2. Mr. Waud expressly disclaims beneficial ownership of the reported shares except to the extent of his pecuniary interest therein.
3. The reported shares are owned of record as follows: (i) 2,038,125 shares by Waud Capital Partners II, L.P. ("WCP II"), (ii) 3,726,016 shares by Waud Capital Partners QP II, L.P. ("Waud QP II"), (iii) 648,507 shares by the Reeve B. Waud 2011 Family Trust, (iv) 72,057 shares by Waud Family Partners, L.P. ("WFP LP"), (v) 568,655 shares by WCP FIF II (Acadia), L.P. ("WCP FIF II"), (vi) 582,401 shares by Waud Capital Affiliates II, L.L.C. ("Waud Affiliates II"), (vii) 298,889 shares by Waud Capital Affiliates III, L.L.C. ("Waud Affiliates III"), (viii) 811,863 shares by WCP FIF III (Acadia), L.P. ("WCP FIF III"), (ix) 1,849,888 shares by Waud Capital Partners QP III, L.P. ("Waud QP III"), (x) 327,133 shares by Waud Capital Partners III, L.P. ("WCP III") and (xi) 33,333 shares by Melissa W. Waud, Mr. Waud's wife.
4. Waud Capital Partners Management II, L.P. ("WCPM II") is the general partner of WCP II, Waud QP II and WCP FIF II and the manager of Waud Affiliates II. Waud Capital Partners II, L.L.C. ("Waud II LLC") is the general partner of WCPM II. Waud Capital Partners Management III, L.P. ("WCPM III") is the general partner of WCP FIF III, Waud QP III and WCP III and the Manager of Waud Affiliates III. Waud Capital Partners III, L.L.C. ("Waud III LLC") is the general partner of WCPM III.

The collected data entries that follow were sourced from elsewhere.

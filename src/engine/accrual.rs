//! Deposit accrual: compounded current value and steady-state monthly income.

use crate::domain::{Capitalization, Decimal, Deposit};
use chrono::{Datelike, NaiveDate};
use rust_decimal_macros::dec;

const MONTHS_PER_YEAR: Decimal = Decimal::new(dec!(12));
const QUARTERS_PER_YEAR: Decimal = Decimal::new(dec!(4));

/// Whole calendar months between `from` and `to`.
///
/// Counts month boundaries only (`year_diff * 12 + month_diff`); the day of
/// month is ignored, so a partial month is never counted. Negative when `to`
/// precedes `from`.
pub fn elapsed_months(from: NaiveDate, to: NaiveDate) -> i64 {
    let years = i64::from(to.year()) - i64::from(from.year());
    let months = i64::from(to.month()) - i64::from(from.month());
    years * 12 + months
}

/// Value of the deposit on `as_of`, including interest accrued under its
/// capitalization policy.
///
/// Returns the principal unchanged when there is no opening date or when no
/// whole month has elapsed. Compounding that leaves the decimal range
/// saturates at `Decimal::max_value()`.
pub fn deposit_current_value(deposit: &Deposit, as_of: NaiveDate) -> Decimal {
    let Some(opening_date) = deposit.opening_date else {
        return deposit.amount;
    };

    let months = elapsed_months(opening_date, as_of);
    if months <= 0 {
        return deposit.amount;
    }
    let months = months.unsigned_abs();

    let annual_rate = deposit.interest_rate / Decimal::hundred();
    let one = Decimal::one();

    match deposit.capitalization {
        Capitalization::Monthly => {
            deposit.amount * (one + annual_rate / MONTHS_PER_YEAR).powu(months)
        }
        Capitalization::Quarterly => {
            deposit.amount * (one + annual_rate / QUARTERS_PER_YEAR).powu(months / 3)
        }
        Capitalization::Yearly => deposit.amount * (one + annual_rate).powu(months / 12),
        Capitalization::None => {
            let elapsed_years = Decimal::from(months as i64) / MONTHS_PER_YEAR;
            deposit.amount * (one + annual_rate * elapsed_years)
        }
    }
}

/// Expected monthly income from the nominal principal.
///
/// Independent of elapsed time. The monthly-capitalization case is one step
/// of monthly compounding; every other policy is annual interest over twelve.
pub fn deposit_monthly_income(deposit: &Deposit) -> Decimal {
    match deposit.capitalization {
        Capitalization::Monthly => {
            let monthly_rate = deposit.interest_rate / MONTHS_PER_YEAR / Decimal::hundred();
            deposit.amount * monthly_rate
        }
        Capitalization::Quarterly | Capitalization::Yearly | Capitalization::None => {
            let annual_interest = deposit.amount * deposit.interest_rate / Decimal::hundred();
            annual_interest / MONTHS_PER_YEAR
        }
    }
}

/// Interest earned so far: accrued value minus principal.
pub fn deposit_accrued_gain(deposit: &Deposit, as_of: NaiveDate) -> Decimal {
    deposit_current_value(deposit, as_of) - deposit.amount
}
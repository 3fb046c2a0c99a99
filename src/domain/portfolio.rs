//! Portfolio snapshot and the data-model invariant checks callers run before
//! handing it to the engine.

use crate::domain::{AssetId, Crypto, Decimal, Deposit, RealEstate, Security};
use serde::{Deserialize, Serialize};
use thiserror::Error;

/// The four asset collections owned by the caller.
///
/// Order matters only for display; every computation reads it immutably.
#[derive(Debug, Clone, Default, PartialEq, Eq, Serialize, Deserialize)]
#[serde(rename_all = "camelCase")]
pub struct Portfolio {
    #[serde(default)]
    pub securities: Vec<Security>,
    #[serde(default)]
    pub real_estate: Vec<RealEstate>,
    #[serde(default)]
    pub deposits: Vec<Deposit>,
    #[serde(default, alias = "cryptocurrencies")]
    pub cryptos: Vec<Crypto>,
}

#[derive(Debug, Clone, PartialEq, Eq, Error)]
pub enum ValidationError {
    #[error("{asset} {id}: {field} must be at least 1")]
    BelowOne {
        asset: &'static str,
        id: AssetId,
        field: &'static str,
    },
    #[error("{asset} {id}: {field} must not be negative, got {value}")]
    Negative {
        asset: &'static str,
        id: AssetId,
        field: &'static str,
        value: Decimal,
    },
    #[error("{asset} {id}: {field} must be positive, got {value}")]
    NotPositive {
        asset: &'static str,
        id: AssetId,
        field: &'static str,
        value: Decimal,
    },
}

fn non_negative(
    asset: &'static str,
    id: AssetId,
    field: &'static str,
    value: Decimal,
) -> Result<(), ValidationError> {
    if value.is_negative() {
        return Err(ValidationError::Negative {
            asset,
            id,
            field,
            value,
        });
    }
    Ok(())
}

fn optional_non_negative(
    asset: &'static str,
    id: AssetId,
    field: &'static str,
    value: Option<Decimal>,
) -> Result<(), ValidationError> {
    match value {
        Some(v) => non_negative(asset, id, field, v),
        None => Ok(()),
    }
}

impl Portfolio {
    pub fn is_empty(&self) -> bool {
        self.securities.is_empty()
            && self.real_estate.is_empty()
            && self.deposits.is_empty()
            && self.cryptos.is_empty()
    }

    /// Check every record against the data-model invariants.
    ///
    /// Returns the first violation found, scanning securities, real estate,
    /// deposits and cryptos in that order.
    pub fn validate(&self) -> Result<(), ValidationError> {
        for s in &self.securities {
            if s.quantity < 1 {
                return Err(ValidationError::BelowOne {
                    asset: "security",
                    id: s.id,
                    field: "quantity",
                });
            }
            non_negative("security", s.id, "currentPrice", s.current_price)?;
            non_negative("security", s.id, "previousPrice", s.previous_price)?;
            non_negative("security", s.id, "expectedDividend", s.expected_dividend)?;
        }

        for p in &self.real_estate {
            non_negative("real estate", p.id, "currentValue", p.current_value)?;
            optional_non_negative("real estate", p.id, "purchasePrice", p.purchase_price)?;
            optional_non_negative(
                "real estate",
                p.id,
                "expectedRentalYield",
                p.expected_rental_yield,
            )?;
            optional_non_negative("real estate", p.id, "monthlyRent", p.monthly_rent)?;
        }

        for d in &self.deposits {
            non_negative("deposit", d.id, "amount", d.amount)?;
            non_negative("deposit", d.id, "interestRate", d.interest_rate)?;
        }

        for c in &self.cryptos {
            if !c.amount.is_positive() {
                return Err(ValidationError::NotPositive {
                    asset: "crypto",
                    id: c.id,
                    field: "amount",
                    value: c.amount,
                });
            }
            non_negative("crypto", c.id, "currentPrice", c.current_price)?;
            non_negative("crypto", c.id, "previousPrice", c.previous_price)?;
            optional_non_negative("crypto", c.id, "stakingYield", c.staking_yield)?;
            optional_non_negative("crypto", c.id, "purchasePrice", c.purchase_price)?;
        }

        Ok(())
    }
}
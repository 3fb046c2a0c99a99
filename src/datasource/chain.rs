//! Ordered provider lists with a first-success policy.

use super::{
    CryptoQuote, DataSourceError, QuoteProvider, RateProvider, SecurityQuote,
};
use crate::domain::{ExchangeRateSnapshot, Symbol, Ticker};
use async_trait::async_trait;
use chrono::Utc;
use std::sync::Arc;
use tracing::{debug, warn};

/// Tries each quote provider in order; the first `Ok(Some(_))` wins.
///
/// A provider error is logged and the next provider is tried. The chain only
/// returns an error when every provider failed and none answered `Ok(None)`.
#[derive(Debug, Clone, Default)]
pub struct QuoteProviderChain {
    providers: Vec<Arc<dyn QuoteProvider>>,
}

impl QuoteProviderChain {
    pub fn new(providers: Vec<Arc<dyn QuoteProvider>>) -> Self {
        Self { providers }
    }

    pub fn with_provider(mut self, provider: Arc<dyn QuoteProvider>) -> Self {
        self.providers.push(provider);
        self
    }

    pub fn len(&self) -> usize {
        self.providers.len()
    }

    pub fn is_empty(&self) -> bool {
        self.providers.is_empty()
    }
}

#[async_trait]
impl QuoteProvider for QuoteProviderChain {
    fn name(&self) -> &str {
        "chain"
    }

    async fn fetch_security_quote(
        &self,
        ticker: &Ticker,
    ) -> Result<Option<SecurityQuote>, DataSourceError> {
        let mut last_error = None;
        let mut any_answered = false;
        for provider in &self.providers {
            match provider.fetch_security_quote(ticker).await {
                Ok(Some(quote)) => {
                    debug!("Quote for {} from {}", ticker, provider.name());
                    return Ok(Some(quote));
                }
                Ok(None) => any_answered = true,
                Err(e) => {
                    warn!("{} failed for {}: {}", provider.name(), ticker, e);
                    last_error = Some(e);
                }
            }
        }
        match last_error {
            Some(e) if !any_answered => Err(e),
            _ => Ok(None),
        }
    }

    async fn fetch_crypto_quote(
        &self,
        symbol: &Symbol,
    ) -> Result<Option<CryptoQuote>, DataSourceError> {
        let mut last_error = None;
        let mut any_answered = false;
        for provider in &self.providers {
            match provider.fetch_crypto_quote(symbol).await {
                Ok(Some(quote)) => {
                    debug!("Quote for {} from {}", symbol, provider.name());
                    return Ok(Some(quote));
                }
                Ok(None) => any_answered = true,
                Err(e) => {
                    warn!("{} failed for {}: {}", provider.name(), symbol, e);
                    last_error = Some(e);
                }
            }
        }
        match last_error {
            Some(e) if !any_answered => Err(e),
            _ => Ok(None),
        }
    }
}

/// Tries each rate provider in order and falls back to fixed rates when all fail.
#[derive(Debug, Clone)]
pub struct RateProviderChain {
    providers: Vec<Arc<dyn RateProvider>>,
    fallback: ExchangeRateSnapshot,
}

impl RateProviderChain {
    pub fn new(providers: Vec<Arc<dyn RateProvider>>, fallback: ExchangeRateSnapshot) -> Self {
        Self {
            providers,
            fallback,
        }
    }

    /// Never fails: returns the first provider's snapshot, or the fallback
    /// rates stamped with the current time.
    pub async fn fetch_rates_or_fallback(&self) -> ExchangeRateSnapshot {
        for provider in &self.providers {
            match provider.fetch_rates().await {
                Ok(snapshot) => {
                    debug!(
                        "Exchange rates from {}: USD={} EUR={}",
                        provider.name(),
                        snapshot.usd_rub,
                        snapshot.eur_rub
                    );
                    return snapshot;
                }
                Err(e) => warn!("Rate provider {} failed: {}", provider.name(), e),
            }
        }
        warn!("All exchange rate providers failed, using fallback rates");
        ExchangeRateSnapshot {
            fetched_at: Utc::now(),
            ..self.fallback
        }
    }
}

5. Mr. Waud may be deemed to beneficially own the shares of common stock described above by virtue of his (A) making decisions for the Limited Partner Committee of each of WCPM II and WCPM III, (B) being the manager of Waud II LLC and Waud III LLC, (C) being the general partner of WFP LP, (D) being the investment advisor of the Reeve B. Waud 2011 Family Trust and (E) being married to Ms. Waud.
6. Represents the aggregate amount of ACHC common stock owned by Crystal Cove.
7. Includes 795,667 shares owned of record by Crystal Cove. Mr. Waud may be deemed to beneficially own these shares by virtue of his being the general partner of Crystal Cove.
8. Represents a gift of a limited partnership interest in Crystal Cove to the Reeve B. Waud 2011 Family Trust.
/s/ Reeve B. Waud 02/14/2013
** Signature of Reporting Person Date
Reminder: Report on a separate line for each class of securities beneficially owned directly or indirectly.
* If the form is filed by more than one reporting person, see Instruction 4 (b)(v).
** Intentional misstatements or omissions of facts constitute Federal Criminal Violations See 18 U.S.C. 1001 and 15 U.S.C. 78ff(a).